*** Provided records ***
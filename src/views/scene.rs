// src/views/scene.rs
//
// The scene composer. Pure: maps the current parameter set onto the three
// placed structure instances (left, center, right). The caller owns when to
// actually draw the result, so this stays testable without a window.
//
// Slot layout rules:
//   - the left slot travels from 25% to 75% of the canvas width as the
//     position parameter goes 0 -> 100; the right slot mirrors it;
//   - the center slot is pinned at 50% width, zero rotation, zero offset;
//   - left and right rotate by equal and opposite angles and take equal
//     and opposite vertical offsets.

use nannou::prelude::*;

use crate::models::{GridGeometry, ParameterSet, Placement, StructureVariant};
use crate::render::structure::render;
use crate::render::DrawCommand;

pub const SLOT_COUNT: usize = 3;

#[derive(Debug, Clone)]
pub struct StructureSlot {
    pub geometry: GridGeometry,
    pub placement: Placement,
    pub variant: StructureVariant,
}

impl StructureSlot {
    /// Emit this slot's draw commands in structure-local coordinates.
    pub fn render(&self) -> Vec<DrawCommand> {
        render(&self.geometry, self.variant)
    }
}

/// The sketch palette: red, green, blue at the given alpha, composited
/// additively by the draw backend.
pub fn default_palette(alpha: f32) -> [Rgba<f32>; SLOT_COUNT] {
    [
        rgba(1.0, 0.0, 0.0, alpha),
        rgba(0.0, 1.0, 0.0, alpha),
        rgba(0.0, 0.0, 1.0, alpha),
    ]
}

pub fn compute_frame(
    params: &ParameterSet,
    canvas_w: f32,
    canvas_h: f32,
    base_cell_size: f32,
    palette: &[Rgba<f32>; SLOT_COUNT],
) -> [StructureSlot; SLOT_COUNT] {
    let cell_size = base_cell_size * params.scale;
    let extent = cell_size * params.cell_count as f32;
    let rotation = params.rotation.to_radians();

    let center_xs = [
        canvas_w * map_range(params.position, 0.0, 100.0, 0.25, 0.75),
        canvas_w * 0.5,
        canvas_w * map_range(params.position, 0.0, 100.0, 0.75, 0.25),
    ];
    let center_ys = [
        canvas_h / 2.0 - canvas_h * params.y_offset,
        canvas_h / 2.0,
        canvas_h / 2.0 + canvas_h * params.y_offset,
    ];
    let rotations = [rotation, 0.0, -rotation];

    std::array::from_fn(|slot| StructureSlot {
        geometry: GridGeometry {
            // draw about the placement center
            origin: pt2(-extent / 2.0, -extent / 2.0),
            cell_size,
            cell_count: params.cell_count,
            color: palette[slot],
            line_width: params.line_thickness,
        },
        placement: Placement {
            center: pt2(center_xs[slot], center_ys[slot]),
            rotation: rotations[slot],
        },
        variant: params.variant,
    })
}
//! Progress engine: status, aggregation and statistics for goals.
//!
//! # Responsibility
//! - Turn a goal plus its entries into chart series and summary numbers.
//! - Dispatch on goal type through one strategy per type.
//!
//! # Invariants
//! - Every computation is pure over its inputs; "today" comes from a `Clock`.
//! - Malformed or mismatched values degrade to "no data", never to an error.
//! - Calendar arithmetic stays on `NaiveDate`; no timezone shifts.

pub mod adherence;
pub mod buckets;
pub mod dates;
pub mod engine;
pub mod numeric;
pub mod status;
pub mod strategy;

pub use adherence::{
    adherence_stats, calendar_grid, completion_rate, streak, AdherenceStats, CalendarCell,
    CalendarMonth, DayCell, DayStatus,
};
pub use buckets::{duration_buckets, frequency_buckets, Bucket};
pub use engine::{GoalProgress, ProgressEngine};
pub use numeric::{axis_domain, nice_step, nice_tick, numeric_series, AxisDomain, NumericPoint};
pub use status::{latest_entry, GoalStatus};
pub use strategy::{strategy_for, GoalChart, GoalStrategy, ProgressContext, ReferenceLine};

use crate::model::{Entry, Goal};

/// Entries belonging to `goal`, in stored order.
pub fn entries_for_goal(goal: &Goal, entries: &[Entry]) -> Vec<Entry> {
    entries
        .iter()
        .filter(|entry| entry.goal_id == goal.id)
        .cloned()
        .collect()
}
***
*** Provided records ***
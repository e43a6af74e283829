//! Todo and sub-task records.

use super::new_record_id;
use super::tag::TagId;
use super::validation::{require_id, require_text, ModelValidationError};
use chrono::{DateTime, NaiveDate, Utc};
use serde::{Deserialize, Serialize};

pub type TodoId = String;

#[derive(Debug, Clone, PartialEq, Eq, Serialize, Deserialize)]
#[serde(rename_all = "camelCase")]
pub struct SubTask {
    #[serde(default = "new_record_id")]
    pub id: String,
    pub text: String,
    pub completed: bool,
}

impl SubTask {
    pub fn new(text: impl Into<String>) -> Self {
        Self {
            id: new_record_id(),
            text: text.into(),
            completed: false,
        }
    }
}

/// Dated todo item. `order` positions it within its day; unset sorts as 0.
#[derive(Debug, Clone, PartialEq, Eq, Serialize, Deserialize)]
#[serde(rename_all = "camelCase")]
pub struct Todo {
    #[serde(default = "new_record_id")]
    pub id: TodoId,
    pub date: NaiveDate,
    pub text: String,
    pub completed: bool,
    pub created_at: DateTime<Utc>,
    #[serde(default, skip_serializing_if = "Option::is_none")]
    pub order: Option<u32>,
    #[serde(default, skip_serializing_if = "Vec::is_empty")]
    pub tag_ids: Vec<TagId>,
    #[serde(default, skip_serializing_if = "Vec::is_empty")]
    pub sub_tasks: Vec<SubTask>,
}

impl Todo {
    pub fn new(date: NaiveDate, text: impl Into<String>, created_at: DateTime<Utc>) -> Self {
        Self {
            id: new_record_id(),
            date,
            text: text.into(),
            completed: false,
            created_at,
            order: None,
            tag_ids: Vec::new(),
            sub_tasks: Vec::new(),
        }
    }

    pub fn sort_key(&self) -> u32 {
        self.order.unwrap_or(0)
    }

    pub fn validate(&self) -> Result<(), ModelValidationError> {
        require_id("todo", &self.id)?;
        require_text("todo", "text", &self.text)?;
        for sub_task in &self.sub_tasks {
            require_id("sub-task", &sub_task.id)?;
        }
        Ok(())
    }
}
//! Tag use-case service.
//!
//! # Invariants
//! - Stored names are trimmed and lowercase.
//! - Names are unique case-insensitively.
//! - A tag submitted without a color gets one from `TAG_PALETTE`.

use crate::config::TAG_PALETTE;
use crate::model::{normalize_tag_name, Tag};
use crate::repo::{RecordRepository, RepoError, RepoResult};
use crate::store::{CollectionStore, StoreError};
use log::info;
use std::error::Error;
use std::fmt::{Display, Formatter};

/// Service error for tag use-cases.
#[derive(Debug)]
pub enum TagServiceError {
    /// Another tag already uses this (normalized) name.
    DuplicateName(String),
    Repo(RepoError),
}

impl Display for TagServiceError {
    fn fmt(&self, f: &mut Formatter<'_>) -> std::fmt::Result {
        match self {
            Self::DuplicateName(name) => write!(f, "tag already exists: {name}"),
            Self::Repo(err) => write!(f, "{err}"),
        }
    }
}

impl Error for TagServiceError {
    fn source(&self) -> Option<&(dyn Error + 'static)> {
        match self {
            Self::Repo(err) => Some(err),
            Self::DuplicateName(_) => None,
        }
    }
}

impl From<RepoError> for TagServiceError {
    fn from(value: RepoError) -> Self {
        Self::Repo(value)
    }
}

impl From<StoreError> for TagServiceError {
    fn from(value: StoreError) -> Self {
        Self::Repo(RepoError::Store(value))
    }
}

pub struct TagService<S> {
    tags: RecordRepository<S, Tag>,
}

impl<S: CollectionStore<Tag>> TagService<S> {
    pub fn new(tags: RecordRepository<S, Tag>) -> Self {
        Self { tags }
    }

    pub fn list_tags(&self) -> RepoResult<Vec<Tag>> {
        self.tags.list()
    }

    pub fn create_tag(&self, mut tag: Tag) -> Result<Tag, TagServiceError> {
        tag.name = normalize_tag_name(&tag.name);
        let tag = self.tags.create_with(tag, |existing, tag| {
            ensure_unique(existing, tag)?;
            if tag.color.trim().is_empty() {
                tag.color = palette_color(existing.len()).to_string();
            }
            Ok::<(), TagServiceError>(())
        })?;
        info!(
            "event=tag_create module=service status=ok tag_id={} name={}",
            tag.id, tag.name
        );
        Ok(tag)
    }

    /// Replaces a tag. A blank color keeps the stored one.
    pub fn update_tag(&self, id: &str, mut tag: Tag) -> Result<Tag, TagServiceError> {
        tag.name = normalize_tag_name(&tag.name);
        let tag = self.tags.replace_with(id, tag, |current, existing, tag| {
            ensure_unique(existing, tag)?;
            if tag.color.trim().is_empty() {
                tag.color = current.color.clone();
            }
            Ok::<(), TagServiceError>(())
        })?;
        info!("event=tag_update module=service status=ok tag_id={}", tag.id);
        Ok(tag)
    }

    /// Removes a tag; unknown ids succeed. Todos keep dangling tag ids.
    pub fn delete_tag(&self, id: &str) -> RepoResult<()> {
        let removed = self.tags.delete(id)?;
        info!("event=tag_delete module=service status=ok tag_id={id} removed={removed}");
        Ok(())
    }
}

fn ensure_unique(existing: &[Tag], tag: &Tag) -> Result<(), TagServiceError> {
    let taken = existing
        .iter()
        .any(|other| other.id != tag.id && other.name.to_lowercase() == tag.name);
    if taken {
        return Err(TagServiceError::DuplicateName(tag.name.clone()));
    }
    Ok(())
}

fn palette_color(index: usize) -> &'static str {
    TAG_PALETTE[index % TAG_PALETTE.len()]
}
***
*** Provided records ***
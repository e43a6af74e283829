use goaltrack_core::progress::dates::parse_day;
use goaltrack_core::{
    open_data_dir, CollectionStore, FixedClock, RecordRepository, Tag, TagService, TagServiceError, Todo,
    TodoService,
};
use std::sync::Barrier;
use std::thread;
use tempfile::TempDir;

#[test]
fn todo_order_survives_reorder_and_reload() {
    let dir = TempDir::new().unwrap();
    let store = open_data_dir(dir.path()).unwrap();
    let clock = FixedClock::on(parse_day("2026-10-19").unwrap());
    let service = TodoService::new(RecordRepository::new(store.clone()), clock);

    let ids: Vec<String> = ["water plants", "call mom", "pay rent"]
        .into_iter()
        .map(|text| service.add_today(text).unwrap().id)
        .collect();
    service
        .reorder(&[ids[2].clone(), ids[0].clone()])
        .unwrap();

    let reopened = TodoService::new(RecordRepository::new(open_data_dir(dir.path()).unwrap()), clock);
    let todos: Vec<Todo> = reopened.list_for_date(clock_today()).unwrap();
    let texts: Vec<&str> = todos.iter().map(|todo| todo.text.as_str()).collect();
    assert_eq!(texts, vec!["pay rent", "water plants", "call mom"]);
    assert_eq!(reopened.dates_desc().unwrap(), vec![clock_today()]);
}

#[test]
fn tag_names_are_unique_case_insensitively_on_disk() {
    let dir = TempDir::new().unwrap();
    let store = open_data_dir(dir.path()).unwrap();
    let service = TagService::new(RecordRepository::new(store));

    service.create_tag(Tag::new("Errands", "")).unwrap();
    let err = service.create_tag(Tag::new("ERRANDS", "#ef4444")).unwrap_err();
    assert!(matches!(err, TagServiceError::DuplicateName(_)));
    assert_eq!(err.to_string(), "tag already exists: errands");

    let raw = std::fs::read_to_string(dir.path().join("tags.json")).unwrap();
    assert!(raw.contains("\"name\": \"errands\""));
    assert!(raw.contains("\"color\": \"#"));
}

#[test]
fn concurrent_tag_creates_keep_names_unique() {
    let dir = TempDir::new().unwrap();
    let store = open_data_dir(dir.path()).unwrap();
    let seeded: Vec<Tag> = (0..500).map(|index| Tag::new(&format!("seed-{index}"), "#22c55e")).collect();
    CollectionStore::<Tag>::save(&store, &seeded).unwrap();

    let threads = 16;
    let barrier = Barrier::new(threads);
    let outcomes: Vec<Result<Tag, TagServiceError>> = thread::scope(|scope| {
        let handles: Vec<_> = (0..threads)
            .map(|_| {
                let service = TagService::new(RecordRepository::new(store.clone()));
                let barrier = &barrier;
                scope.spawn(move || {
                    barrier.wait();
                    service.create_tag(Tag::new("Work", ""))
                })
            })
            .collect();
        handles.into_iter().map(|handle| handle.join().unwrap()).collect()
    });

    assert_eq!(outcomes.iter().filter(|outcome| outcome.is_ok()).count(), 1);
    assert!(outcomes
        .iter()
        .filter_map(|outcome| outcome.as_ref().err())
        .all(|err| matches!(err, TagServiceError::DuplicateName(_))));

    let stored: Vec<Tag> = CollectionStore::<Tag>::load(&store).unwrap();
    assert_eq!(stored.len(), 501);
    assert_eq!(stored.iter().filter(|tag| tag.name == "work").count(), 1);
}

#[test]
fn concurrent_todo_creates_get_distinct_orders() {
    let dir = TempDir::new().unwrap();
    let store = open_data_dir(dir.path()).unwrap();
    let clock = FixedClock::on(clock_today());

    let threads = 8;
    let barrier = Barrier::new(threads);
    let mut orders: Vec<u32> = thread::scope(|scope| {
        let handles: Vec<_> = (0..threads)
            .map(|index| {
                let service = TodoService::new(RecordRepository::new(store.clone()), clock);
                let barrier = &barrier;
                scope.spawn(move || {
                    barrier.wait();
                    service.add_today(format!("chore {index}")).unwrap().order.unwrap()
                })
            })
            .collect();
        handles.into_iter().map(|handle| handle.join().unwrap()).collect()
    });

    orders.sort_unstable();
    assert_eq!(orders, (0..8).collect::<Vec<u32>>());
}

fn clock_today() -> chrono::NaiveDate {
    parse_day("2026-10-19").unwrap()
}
***
▶ _What to do_
Write out exactly the lines above from the line with "filename src/views/scene.rs" through the line with "slot mirrors it;", both of them included, and leave out all other lines.

▶ _Solution to this task_
filename src/views/scene.rs
// src/views/scene.rs
//
// The scene composer. Pure: maps the current parameter set onto the three
// placed structure instances (left, center, right). The caller owns when to
// actually draw the result, so this stays testable without a window.
//
// Slot layout rules:
//   - the left slot travels from 25% to 75% of the canvas width as the
//     position parameter goes 0 -> 100; the right slot mirrors it;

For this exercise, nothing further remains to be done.